(Data listing):
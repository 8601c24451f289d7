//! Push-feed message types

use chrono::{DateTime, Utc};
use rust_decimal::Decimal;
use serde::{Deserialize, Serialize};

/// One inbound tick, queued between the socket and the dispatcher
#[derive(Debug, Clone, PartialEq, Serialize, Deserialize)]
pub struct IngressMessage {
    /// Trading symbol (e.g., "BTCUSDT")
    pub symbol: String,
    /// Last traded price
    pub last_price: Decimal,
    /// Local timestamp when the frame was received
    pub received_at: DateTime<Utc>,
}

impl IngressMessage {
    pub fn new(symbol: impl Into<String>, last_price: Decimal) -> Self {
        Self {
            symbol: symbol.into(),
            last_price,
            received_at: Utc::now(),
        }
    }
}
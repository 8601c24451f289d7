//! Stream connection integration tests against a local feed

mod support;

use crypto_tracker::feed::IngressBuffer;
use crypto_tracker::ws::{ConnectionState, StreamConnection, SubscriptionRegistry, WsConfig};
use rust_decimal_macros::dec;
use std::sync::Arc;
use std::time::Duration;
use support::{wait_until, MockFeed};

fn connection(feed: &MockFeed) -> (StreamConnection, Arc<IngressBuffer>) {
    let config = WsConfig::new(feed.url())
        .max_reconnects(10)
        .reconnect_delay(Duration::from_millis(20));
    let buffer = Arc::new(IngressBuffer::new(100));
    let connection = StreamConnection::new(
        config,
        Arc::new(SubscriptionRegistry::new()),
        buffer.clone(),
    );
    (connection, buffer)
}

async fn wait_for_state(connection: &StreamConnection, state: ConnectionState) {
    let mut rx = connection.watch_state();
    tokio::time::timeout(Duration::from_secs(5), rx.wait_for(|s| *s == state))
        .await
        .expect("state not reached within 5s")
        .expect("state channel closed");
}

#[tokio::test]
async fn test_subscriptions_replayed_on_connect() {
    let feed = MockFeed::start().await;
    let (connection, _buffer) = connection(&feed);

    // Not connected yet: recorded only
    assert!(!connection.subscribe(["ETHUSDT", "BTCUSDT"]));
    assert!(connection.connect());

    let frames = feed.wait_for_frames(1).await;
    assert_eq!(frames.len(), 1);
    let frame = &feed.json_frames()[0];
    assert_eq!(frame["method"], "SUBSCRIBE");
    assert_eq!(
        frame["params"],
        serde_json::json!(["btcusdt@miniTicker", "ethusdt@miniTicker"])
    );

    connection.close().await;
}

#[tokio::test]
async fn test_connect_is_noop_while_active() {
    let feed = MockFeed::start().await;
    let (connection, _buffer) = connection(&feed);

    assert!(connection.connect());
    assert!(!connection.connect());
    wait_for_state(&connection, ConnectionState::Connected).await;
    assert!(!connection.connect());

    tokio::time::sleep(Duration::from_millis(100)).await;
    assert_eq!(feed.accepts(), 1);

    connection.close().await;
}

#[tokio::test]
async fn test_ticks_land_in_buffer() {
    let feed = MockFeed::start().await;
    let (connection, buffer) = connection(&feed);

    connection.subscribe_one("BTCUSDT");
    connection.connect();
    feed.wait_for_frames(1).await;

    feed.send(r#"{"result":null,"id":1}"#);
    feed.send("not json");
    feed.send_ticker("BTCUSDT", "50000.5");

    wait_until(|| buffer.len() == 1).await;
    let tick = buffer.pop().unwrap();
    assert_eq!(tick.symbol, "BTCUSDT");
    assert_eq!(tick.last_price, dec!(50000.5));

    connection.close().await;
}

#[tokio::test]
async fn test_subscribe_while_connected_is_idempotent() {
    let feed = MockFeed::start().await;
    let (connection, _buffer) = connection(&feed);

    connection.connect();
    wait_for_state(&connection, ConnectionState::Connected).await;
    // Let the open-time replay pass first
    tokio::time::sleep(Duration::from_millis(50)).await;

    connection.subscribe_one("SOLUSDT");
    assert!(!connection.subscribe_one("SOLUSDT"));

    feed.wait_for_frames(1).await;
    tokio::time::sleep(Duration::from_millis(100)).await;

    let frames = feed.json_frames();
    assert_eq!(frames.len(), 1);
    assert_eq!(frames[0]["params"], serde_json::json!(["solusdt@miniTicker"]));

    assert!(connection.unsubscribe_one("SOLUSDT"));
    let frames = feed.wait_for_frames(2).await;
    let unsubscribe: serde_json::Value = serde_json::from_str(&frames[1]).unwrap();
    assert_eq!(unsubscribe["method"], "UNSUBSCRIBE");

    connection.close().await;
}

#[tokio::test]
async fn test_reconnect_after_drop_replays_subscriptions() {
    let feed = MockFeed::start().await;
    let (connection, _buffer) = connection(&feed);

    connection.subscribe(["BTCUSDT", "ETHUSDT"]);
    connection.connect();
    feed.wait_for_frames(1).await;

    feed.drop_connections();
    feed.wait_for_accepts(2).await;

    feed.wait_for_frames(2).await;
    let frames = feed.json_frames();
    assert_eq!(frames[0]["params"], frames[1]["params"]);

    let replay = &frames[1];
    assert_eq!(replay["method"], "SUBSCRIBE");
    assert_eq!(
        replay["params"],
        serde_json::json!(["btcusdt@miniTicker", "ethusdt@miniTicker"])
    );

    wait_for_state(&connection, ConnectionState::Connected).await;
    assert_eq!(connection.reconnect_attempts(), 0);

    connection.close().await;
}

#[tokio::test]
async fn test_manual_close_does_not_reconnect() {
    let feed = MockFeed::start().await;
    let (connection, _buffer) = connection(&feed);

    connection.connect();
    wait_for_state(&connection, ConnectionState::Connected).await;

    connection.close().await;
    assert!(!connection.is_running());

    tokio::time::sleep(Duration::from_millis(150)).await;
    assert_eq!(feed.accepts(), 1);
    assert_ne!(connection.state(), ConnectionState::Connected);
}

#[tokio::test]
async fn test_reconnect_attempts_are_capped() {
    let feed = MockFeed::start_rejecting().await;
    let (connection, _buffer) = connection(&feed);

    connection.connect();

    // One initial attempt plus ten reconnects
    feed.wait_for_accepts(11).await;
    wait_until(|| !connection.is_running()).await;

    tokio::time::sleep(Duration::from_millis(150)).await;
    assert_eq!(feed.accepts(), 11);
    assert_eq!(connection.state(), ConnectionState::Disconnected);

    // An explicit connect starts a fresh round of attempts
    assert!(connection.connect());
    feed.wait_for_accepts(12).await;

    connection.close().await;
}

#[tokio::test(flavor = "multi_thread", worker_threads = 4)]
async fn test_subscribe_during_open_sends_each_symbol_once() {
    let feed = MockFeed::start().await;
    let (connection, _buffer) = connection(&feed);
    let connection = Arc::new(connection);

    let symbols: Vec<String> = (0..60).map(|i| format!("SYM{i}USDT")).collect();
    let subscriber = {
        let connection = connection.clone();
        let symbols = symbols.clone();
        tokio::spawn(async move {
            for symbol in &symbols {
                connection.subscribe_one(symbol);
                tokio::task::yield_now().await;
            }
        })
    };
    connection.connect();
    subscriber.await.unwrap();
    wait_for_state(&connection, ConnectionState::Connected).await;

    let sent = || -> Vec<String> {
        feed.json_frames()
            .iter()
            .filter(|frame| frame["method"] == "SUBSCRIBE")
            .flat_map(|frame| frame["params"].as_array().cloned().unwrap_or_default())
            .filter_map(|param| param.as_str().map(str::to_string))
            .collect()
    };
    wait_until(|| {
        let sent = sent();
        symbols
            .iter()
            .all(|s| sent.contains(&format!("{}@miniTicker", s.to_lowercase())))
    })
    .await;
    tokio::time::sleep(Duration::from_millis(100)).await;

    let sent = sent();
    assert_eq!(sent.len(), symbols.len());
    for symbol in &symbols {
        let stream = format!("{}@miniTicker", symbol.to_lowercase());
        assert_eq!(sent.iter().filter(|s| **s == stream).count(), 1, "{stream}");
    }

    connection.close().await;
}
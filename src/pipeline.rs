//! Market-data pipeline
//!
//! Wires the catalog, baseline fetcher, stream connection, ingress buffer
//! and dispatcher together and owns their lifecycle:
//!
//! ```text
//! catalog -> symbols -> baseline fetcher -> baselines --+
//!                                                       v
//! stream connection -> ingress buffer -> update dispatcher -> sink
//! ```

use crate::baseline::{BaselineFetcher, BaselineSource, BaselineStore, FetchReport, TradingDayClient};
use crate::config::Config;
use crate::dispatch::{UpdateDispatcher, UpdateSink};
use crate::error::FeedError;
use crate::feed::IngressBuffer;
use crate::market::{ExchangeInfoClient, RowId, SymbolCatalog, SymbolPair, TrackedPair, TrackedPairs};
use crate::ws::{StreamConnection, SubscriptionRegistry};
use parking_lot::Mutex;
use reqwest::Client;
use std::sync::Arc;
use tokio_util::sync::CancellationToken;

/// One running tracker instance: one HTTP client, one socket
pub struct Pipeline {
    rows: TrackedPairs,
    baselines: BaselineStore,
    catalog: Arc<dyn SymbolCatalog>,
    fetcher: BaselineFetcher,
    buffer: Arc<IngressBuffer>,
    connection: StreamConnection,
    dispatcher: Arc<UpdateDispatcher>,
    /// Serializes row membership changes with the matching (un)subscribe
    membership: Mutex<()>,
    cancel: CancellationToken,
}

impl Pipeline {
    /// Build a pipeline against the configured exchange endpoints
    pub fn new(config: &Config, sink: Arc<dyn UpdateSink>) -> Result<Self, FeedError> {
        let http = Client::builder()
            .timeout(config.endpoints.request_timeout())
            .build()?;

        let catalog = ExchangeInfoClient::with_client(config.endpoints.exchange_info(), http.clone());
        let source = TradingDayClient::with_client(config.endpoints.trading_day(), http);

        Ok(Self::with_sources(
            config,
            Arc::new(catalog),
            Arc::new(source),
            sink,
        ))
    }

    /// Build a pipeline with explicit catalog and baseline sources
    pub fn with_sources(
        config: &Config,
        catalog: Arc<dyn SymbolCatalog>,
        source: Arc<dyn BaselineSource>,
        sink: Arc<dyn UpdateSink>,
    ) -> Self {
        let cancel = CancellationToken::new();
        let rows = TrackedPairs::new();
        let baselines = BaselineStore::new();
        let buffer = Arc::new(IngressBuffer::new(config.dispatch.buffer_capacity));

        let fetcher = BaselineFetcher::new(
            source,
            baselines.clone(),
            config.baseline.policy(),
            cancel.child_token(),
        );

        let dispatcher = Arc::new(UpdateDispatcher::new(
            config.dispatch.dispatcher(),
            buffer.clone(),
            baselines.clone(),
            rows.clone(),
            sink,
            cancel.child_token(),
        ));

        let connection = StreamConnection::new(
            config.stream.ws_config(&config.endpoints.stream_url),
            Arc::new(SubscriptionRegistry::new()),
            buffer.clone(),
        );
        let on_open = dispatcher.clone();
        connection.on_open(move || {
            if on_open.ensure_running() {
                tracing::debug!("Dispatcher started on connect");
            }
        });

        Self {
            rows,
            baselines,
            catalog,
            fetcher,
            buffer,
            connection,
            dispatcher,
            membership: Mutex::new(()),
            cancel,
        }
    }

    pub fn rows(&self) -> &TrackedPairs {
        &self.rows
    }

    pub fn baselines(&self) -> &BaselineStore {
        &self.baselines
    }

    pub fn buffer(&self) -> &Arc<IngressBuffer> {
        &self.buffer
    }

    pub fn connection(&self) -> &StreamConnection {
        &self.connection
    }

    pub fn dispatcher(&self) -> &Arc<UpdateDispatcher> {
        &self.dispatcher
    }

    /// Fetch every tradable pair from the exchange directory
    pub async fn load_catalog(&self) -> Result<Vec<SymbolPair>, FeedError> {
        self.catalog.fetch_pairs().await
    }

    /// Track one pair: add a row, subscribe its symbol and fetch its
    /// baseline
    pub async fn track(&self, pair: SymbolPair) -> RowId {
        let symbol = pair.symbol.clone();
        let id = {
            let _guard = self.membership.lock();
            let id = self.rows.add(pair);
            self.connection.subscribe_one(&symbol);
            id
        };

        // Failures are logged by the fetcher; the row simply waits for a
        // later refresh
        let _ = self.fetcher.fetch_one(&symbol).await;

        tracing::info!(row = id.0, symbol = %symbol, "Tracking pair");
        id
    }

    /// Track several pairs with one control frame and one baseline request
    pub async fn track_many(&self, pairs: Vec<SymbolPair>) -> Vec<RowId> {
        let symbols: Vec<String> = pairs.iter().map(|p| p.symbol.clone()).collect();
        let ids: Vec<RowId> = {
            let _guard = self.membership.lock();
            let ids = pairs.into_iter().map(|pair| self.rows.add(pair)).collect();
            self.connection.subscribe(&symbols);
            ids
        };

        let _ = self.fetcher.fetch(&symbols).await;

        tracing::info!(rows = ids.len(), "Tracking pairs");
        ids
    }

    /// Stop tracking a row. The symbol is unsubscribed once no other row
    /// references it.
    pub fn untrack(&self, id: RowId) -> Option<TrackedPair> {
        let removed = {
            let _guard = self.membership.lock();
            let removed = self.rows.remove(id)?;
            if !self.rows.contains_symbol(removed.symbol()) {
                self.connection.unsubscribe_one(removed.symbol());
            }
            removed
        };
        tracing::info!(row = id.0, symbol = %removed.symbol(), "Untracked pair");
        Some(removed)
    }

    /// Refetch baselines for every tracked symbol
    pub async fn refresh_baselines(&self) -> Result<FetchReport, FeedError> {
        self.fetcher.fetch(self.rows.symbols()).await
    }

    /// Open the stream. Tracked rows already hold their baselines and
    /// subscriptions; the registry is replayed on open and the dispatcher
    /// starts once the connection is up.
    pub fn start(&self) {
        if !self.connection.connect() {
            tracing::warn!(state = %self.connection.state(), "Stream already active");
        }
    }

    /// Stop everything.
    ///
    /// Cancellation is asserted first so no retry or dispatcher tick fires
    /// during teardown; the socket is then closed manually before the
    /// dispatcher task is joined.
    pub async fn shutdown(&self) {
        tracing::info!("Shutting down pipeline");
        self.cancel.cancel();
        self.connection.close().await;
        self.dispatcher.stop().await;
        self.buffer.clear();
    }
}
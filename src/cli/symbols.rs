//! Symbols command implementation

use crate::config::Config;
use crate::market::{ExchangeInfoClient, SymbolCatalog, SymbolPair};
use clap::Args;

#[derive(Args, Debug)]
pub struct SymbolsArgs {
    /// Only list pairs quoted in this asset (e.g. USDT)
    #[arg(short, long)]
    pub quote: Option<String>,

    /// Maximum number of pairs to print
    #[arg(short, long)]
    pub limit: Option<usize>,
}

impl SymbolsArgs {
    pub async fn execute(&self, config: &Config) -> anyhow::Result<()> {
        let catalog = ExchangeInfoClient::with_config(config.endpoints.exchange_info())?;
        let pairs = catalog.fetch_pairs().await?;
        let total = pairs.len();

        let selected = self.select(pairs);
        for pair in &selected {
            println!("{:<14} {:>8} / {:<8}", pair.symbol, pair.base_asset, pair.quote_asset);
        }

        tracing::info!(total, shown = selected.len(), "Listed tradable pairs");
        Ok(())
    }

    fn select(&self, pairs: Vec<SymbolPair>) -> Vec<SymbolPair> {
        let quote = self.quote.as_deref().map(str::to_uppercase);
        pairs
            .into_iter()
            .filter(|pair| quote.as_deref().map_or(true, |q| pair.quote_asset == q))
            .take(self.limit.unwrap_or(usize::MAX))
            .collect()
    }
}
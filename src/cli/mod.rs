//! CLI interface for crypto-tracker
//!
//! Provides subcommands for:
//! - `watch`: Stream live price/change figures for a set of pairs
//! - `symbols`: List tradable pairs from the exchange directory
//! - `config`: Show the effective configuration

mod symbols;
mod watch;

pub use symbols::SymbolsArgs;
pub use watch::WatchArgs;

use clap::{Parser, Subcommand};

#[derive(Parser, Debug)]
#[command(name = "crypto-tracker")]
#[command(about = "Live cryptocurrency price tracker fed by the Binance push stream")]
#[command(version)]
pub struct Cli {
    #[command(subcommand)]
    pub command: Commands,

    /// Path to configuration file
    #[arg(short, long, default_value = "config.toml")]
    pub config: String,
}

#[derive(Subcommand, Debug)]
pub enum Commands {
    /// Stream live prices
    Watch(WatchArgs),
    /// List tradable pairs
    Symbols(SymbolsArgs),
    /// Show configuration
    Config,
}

(Problem to solve):
Filter the entries and copy each line with "task".

(Reply):
                tokio::task::yield_now().await;
    /// dispatcher task is joined.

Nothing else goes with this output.